Dans ces pages, nous accostons une Terra Incognita que les cartographies convenues représentent peuplée de dealers aux sorties d’écoles, de dépendances instantanées, de déchéances sociales programmées… C’est ainsi que l’on raconte La Drogue aux enfants. La plupart de ceux qui n’en prendront jamais croiront toute leur vie à cet enfer.

En opposition, s’est développée une autre croyance, celle des paradis artificiels, inoffensifs et bénéfiques à tous. Un prosélytisme souvent porté par ceux qui en ont pris et qui n’ont pas rencontré les monstres dont ont leur a parlé enfant. Leur aurait-on menti sur toutes les lignes ?

Détourner en couverture l’imagerie Disney et sa morale manichéenne est un poncif qui marche. L’artiste José Rodolfo Loaiza Ontiveros l’utilise comme baromètre de l’ouverture d’esprit de notre société, de sa capacité à regarder la réalité en face.

Oui, nos enfants vivent entourés de produits psychoactifs légaux ou illégaux. Dressons-leur une carte précise de ce continent afin qu’eux et leurs parents puissent choisir (ou pas) un rivage duquel ils pourront repartir à tout moment avec facilité. Mais pour cela, il faudra d’abord tuer le seul vrai monstre qu’ils y croiseront à coup sûr : la Prohibition.

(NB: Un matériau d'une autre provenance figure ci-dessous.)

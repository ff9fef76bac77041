use chrono::{DateTime, Utc};
use serde::{Deserialize, Serialize};
use strum::{Display, EnumString};
use uuid::Uuid;
use validator::Validate;

/// A citizen complaint as delivered by the live complaint feed
#[derive(Debug, Clone, PartialEq, Serialize, Deserialize, Validate)]
pub struct ComplaintRecord {
    /// Unique identifier
    pub id: String,

    /// Short summary entered by the citizen
    #[validate(length(min = 1, max = 500))]
    pub title: String,

    /// Detailed description
    #[serde(default)]
    pub description: String,

    /// Complaint category (e.g. "Infrastructure")
    #[serde(default)]
    pub category: String,

    /// Department the complaint is routed to
    #[serde(default)]
    pub department: String,

    /// Current workflow status
    #[serde(default)]
    pub status: ComplaintStatus,

    /// Priority assigned at triage
    #[serde(default)]
    pub priority: ComplaintPriority,

    /// Creation timestamp
    #[serde(default = "Utc::now")]
    pub created_at: DateTime<Utc>,

    /// Last update timestamp
    #[serde(default = "Utc::now")]
    pub updated_at: DateTime<Utc>,
}

impl ComplaintRecord {
    /// Create a new pending complaint with a fresh identifier
    pub fn new(
        title: impl Into<String>,
        description: impl Into<String>,
        category: impl Into<String>,
        department: impl Into<String>,
        priority: ComplaintPriority,
    ) -> Self {
        let now = Utc::now();

        Self {
            id: Uuid::new_v4().to_string(),
            title: title.into(),
            description: description.into(),
            category: category.into(),
            department: department.into(),
            status: ComplaintStatus::Pending,
            priority,
            created_at: now,
            updated_at: now,
        }
    }

    /// Override the generated identifier
    pub fn with_id(mut self, id: impl Into<String>) -> Self {
        self.id = id.into();
        self
    }

    /// Set the status
    pub fn with_status(mut self, status: ComplaintStatus) -> Self {
        self.status = status;
        self
    }

    /// Move the complaint to a new status
    pub fn update_status(&mut self, status: ComplaintStatus) {
        self.status = status;
        self.updated_at = Utc::now();
    }

    /// Check whether the complaint still awaits resolution
    pub fn is_open(&self) -> bool {
        matches!(
            self.status,
            ComplaintStatus::Pending | ComplaintStatus::Assigned | ComplaintStatus::InProgress
        )
    }
}

#[derive(
    Debug, Clone, Copy, Default, PartialEq, Eq, Hash, Serialize, Deserialize, EnumString, Display,
)]
#[serde(rename_all = "kebab-case")]
#[strum(serialize_all = "kebab-case")]
pub enum ComplaintStatus {
    #[default]
    Pending,
    Assigned,
    InProgress,
    Resolved,
    Closed,
}

#[derive(
    Debug,
    Clone,
    Copy,
    Default,
    PartialEq,
    Eq,
    PartialOrd,
    Ord,
    Hash,
    Serialize,
    Deserialize,
    EnumString,
    Display,
)]
#[serde(rename_all = "lowercase")]
#[strum(serialize_all = "lowercase")]
pub enum ComplaintPriority {
    Low,
    #[default]
    Medium,
    High,
    Critical,
}

impl ComplaintPriority {
    /// Check if the priority requires same-day attention
    pub fn is_urgent(&self) -> bool {
        matches!(self, ComplaintPriority::High | ComplaintPriority::Critical)
    }
}
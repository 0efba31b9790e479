//! Workload launchers
//!
//! The controller only needs two capabilities from a workload: start it with a
//! mode hint, and stop it forcibly. Two launchers are provided:
//! - **ProcessLauncher**: runs an external executable under `nice -n <N>`
//! - **StressorLauncher**: in-process CPU burner threads that renice themselves

use std::path::PathBuf;
use std::process::{Child, Command, Stdio};
use std::sync::atomic::{AtomicBool, AtomicUsize, Ordering};
use std::sync::Arc;
use std::thread::{self, JoinHandle};

use crate::config::WorkloadConfig;
use crate::error::WorkloadError;
use crate::models::WorkloadMode;

/// A running workload that can be stopped
pub trait WorkloadHandle: Send {
    /// Forcibly stop the workload and release its resources
    fn stop(&mut self) -> Result<(), WorkloadError>;

    /// Short human-readable description for logs
    fn describe(&self) -> String;
}

/// Starts workloads with a mode hint
pub trait WorkloadLauncher: Send + Sync {
    fn launch(&self, mode: WorkloadMode) -> Result<Box<dyn WorkloadHandle>, WorkloadError>;
}

/// Niceness hint applied per mode
#[derive(Clone, Copy, Debug, PartialEq, Eq)]
pub struct NicenessPolicy {
    pub normal: i32,
    pub latency_biased: i32,
}

impl Default for NicenessPolicy {
    fn default() -> Self {
        NicenessPolicy {
            normal: 19,
            latency_biased: -10,
        }
    }
}

impl NicenessPolicy {
    pub fn for_mode(&self, mode: WorkloadMode) -> i32 {
        match mode {
            WorkloadMode::Normal => self.normal,
            WorkloadMode::LatencyBiased => self.latency_biased,
        }
    }
}

/// Build the launcher described by the workload config
pub fn launcher_from_config(config: &WorkloadConfig) -> Arc<dyn WorkloadLauncher> {
    let niceness = NicenessPolicy {
        normal: config.normal_nice,
        latency_biased: config.biased_nice,
    };
    match &config.executable {
        Some(program) => {
            log::info!("[Workload] Using external workload: {}", program.display());
            Arc::new(ProcessLauncher::new(program.clone(), config.args.clone(), niceness))
        }
        None => {
            let threads = if config.stressor_threads == 0 {
                num_cpus::get()
            } else {
                config.stressor_threads
            };
            log::info!("[Workload] Using in-process stressor ({} threads)", threads);
            Arc::new(StressorLauncher::new(threads, niceness))
        }
    }
}

// ============================================================================
// EXTERNAL PROCESS
// ============================================================================

/// Runs `nice -n <N> <program> <args...>`
pub struct ProcessLauncher {
    program: PathBuf,
    args: Vec<String>,
    niceness: NicenessPolicy,
}

impl ProcessLauncher {
    pub fn new(program: PathBuf, args: Vec<String>, niceness: NicenessPolicy) -> Self {
        Self {
            program,
            args,
            niceness,
        }
    }

    /// The command line that would be executed for `mode`
    pub fn command_line(&self, mode: WorkloadMode) -> Vec<String> {
        let mut line = vec![
            "nice".to_string(),
            "-n".to_string(),
            self.niceness.for_mode(mode).to_string(),
            self.program.to_string_lossy().to_string(),
        ];
        line.extend(self.args.iter().cloned());
        line
    }
}

impl WorkloadLauncher for ProcessLauncher {
    fn launch(&self, mode: WorkloadMode) -> Result<Box<dyn WorkloadHandle>, WorkloadError> {
        let line = self.command_line(mode);
        log::info!("[Workload] Executing: {}", line.join(" "));

        // Output is not interpreted; keep it off the dashboard's terminal
        let child = Command::new(&line[0])
            .args(&line[1..])
            .stdin(Stdio::null())
            .stdout(Stdio::null())
            .stderr(Stdio::null())
            .spawn()
            .map_err(|e| WorkloadError::LaunchFailed {
                program: self.program.display().to_string(),
                reason: e.to_string(),
            })?;

        let label = format!("pid {} ({})", child.id(), mode);
        Ok(Box::new(ProcessHandle {
            child: Some(child),
            label,
        }))
    }
}

struct ProcessHandle {
    child: Option<Child>,
    label: String,
}

impl WorkloadHandle for ProcessHandle {
    fn stop(&mut self) -> Result<(), WorkloadError> {
        let Some(mut child) = self.child.take() else {
            return Ok(());
        };
        // Already exited is fine; kill only reports errors for live processes we cannot signal
        if let Ok(Some(status)) = child.try_wait() {
            log::debug!("[Workload] {} already exited: {}", self.label, status);
            return Ok(());
        }
        child
            .kill()
            .map_err(|e| WorkloadError::StopFailed(format!("{}: {}", self.label, e)))?;
        let _ = child.wait();
        log::info!("[Workload] Stopped {}", self.label);
        Ok(())
    }

    fn describe(&self) -> String {
        self.label.clone()
    }
}

impl Drop for ProcessHandle {
    fn drop(&mut self) {
        if self.child.is_some() {
            if let Err(e) = self.stop() {
                log::warn!("[Workload] Drop cleanup failed: {}", e);
            }
        }
    }
}

// ============================================================================
// IN-PROCESS STRESSOR
// ============================================================================

/// Spawns CPU-bound worker threads that apply the mode's niceness to themselves
pub struct StressorLauncher {
    threads: usize,
    niceness: NicenessPolicy,
}

impl StressorLauncher {
    pub fn new(threads: usize, niceness: NicenessPolicy) -> Self {
        Self {
            threads: threads.max(1),
            niceness,
        }
    }
}

impl WorkloadLauncher for StressorLauncher {
    fn launch(&self, mode: WorkloadMode) -> Result<Box<dyn WorkloadHandle>, WorkloadError> {
        let stop_flag = Arc::new(AtomicBool::new(false));
        let iteration_count = Arc::new(AtomicUsize::new(0));
        let nice = self.niceness.for_mode(mode);
        let mut workers = Vec::with_capacity(self.threads);

        for worker_id in 0..self.threads {
            let worker_stop = Arc::clone(&stop_flag);
            let worker_count = Arc::clone(&iteration_count);
            let spawned = thread::Builder::new()
                .name(format!("stressor-{}", worker_id))
                .spawn(move || {
                    apply_thread_niceness(nice);
                    cpu_stressor_routine(&worker_stop, &worker_count);
                });
            match spawned {
                Ok(handle) => workers.push(handle),
                Err(e) => {
                    // Do not leave a partial workload behind
                    stop_flag.store(true, Ordering::Release);
                    for handle in workers {
                        let _ = handle.join();
                    }
                    return Err(WorkloadError::LaunchFailed {
                        program: "stressor".to_string(),
                        reason: e.to_string(),
                    });
                }
            }
        }

        log::info!(
            "[Workload] Started {} stressor threads (mode={}, nice={})",
            self.threads,
            mode,
            nice
        );
        Ok(Box::new(StressorHandle {
            workers,
            stop_flag,
            iteration_count,
            mode,
        }))
    }
}

struct StressorHandle {
    workers: Vec<JoinHandle<()>>,
    stop_flag: Arc<AtomicBool>,
    iteration_count: Arc<AtomicUsize>,
    mode: WorkloadMode,
}

impl WorkloadHandle for StressorHandle {
    fn stop(&mut self) -> Result<(), WorkloadError> {
        self.stop_flag.store(true, Ordering::Release);
        let mut panicked = 0;
        for handle in self.workers.drain(..) {
            if handle.join().is_err() {
                panicked += 1;
            }
        }
        log::info!(
            "[Workload] Stressor stopped after {}k iterations",
            self.iteration_count.load(Ordering::Relaxed) / 1000
        );
        if panicked > 0 {
            return Err(WorkloadError::StopFailed(format!(
                "{} stressor worker(s) panicked",
                panicked
            )));
        }
        Ok(())
    }

    fn describe(&self) -> String {
        format!("stressor x{} ({})", self.workers.len(), self.mode)
    }
}

impl Drop for StressorHandle {
    fn drop(&mut self) {
        if !self.workers.is_empty() {
            let _ = self.stop();
        }
    }
}

/// Set the calling thread's niceness (Linux applies PRIO_PROCESS/0 per thread).
/// Raising priority needs privileges; failure is logged and the worker keeps running.
fn apply_thread_niceness(nice: i32) {
    let ret = unsafe { libc::setpriority(libc::PRIO_PROCESS, 0, nice) };
    if ret < 0 {
        log::warn!(
            "[Workload] setpriority({}) failed: {}; continuing at default priority",
            nice,
            std::io::Error::last_os_error()
        );
    }
}

/// CPU Stressor: matrix math loop until the stop flag is raised
fn cpu_stressor_routine(stop_flag: &AtomicBool, iteration_count: &AtomicUsize) {
    const MATRIX_SIZE: usize = 48;
    let a: Vec<f64> = (0..MATRIX_SIZE * MATRIX_SIZE)
        .map(|k| ((k / MATRIX_SIZE) * (k % MATRIX_SIZE)) as f64 * 0.001)
        .collect();
    let b: Vec<f64> = (0..MATRIX_SIZE * MATRIX_SIZE)
        .map(|k| ((k / MATRIX_SIZE) + (k % MATRIX_SIZE)) as f64 * 0.001)
        .collect();
    let mut c = vec![0.0f64; MATRIX_SIZE * MATRIX_SIZE];

    while !stop_flag.load(Ordering::Relaxed) {
        for i in 0..MATRIX_SIZE {
            for j in 0..MATRIX_SIZE {
                let mut sum = 0.0;
                for k in 0..MATRIX_SIZE {
                    sum += a[i * MATRIX_SIZE + k] * b[k * MATRIX_SIZE + j];
                }
                c[i * MATRIX_SIZE + j] = sum;
            }
        }
        std::hint::black_box(&c);
        iteration_count.fetch_add(1, Ordering::Relaxed);
    }
}

#[cfg(test)]
mod tests {
    use super::*;
    use std::time::Duration;

    #[test]
    fn test_niceness_policy_defaults() {
        let policy = NicenessPolicy::default();
        assert_eq!(policy.for_mode(WorkloadMode::Normal), 19);
        assert_eq!(policy.for_mode(WorkloadMode::LatencyBiased), -10);
    }

    #[test]
    fn test_process_command_line_carries_mode_hint() {
        let launcher = ProcessLauncher::new(
            PathBuf::from("./tests/pseudocc"),
            vec!["1000000000".to_string()],
            NicenessPolicy::default(),
        );
        assert_eq!(
            launcher.command_line(WorkloadMode::LatencyBiased),
            vec!["nice", "-n", "-10", "./tests/pseudocc", "1000000000"]
        );
        assert_eq!(launcher.command_line(WorkloadMode::Normal)[2], "19");
    }

    #[test]
    fn test_missing_executable_fails_to_launch() {
        let launcher = ProcessLauncher::new(
            PathBuf::from("/nonexistent/bore-workload"),
            Vec::new(),
            NicenessPolicy::default(),
        );
        // `nice` itself starts, so a missing program surfaces as an early exit;
        // either way launch must not panic and stop must succeed
        if let Ok(mut handle) = launcher.launch(WorkloadMode::Normal) {
            std::thread::sleep(Duration::from_millis(50));
            assert!(handle.stop().is_ok());
        }
    }

    #[test]
    fn test_stressor_start_and_stop() {
        let launcher = StressorLauncher::new(1, NicenessPolicy { normal: 19, latency_biased: 19 });
        let mut handle = launcher.launch(WorkloadMode::Normal).unwrap();
        assert!(handle.describe().contains("normal"));
        std::thread::sleep(Duration::from_millis(50));
        assert!(handle.stop().is_ok());
        // Second stop is a no-op
        assert!(handle.stop().is_ok());
    }
}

Vive la drogue, nom de Dieu !

Oui c’est vrai, on aime ça. C’est du reste un peu pour cette raison qu’on en a pris, qu’on en prend et qu’on en prendra. Oui, nous sommes des fétichistes du matin glauque où la paupière est lourde et la langue chargée des turpitudes de la veille. Oui, nous appartenons à cette race de chacals (que soit mille fois maudit le jour où leur mère les a conçus) qui voient la modification de conscience comme un continent inexploré, un dieu primitif aux exigences bornées et au pouvoir thaumaturge. Voilà, c’est dit. C’est bon de soulager sa conscience.

Maintenant, s’agit-il vraiment d’un scoop ? Depuis sa créa­tion, Asud est le journal des gens qui en prennent. Notre slogan des années 2000, « le journal des drogués heureux », est une provocation au 180e degré, pas une profession de foi. En fait, comme tous les acteurs de la réduction des risques, nous nous cachons derrière notre petit doigt sanitaire. On nous accuse d’être prosélytes, on répond « sida » et on murmure « hépatite ». Mais ça, c’était avant.

C’était avant que la substitution, le matériel stérile, les conseils pour shooter à moindres risques, bref la politique défendue depuis le premier jour dans ce journal, ne permettent de sortir les drogués des statistiques du sida. Pourtant, si l’on se réfère aux attendus de la loi de 2004 qui légalise la réduction des risques, la menace virale reste la justification officielle. Un changement de cap qui autorise par exemple les usagers à venir piquer du zen dans un Caarud.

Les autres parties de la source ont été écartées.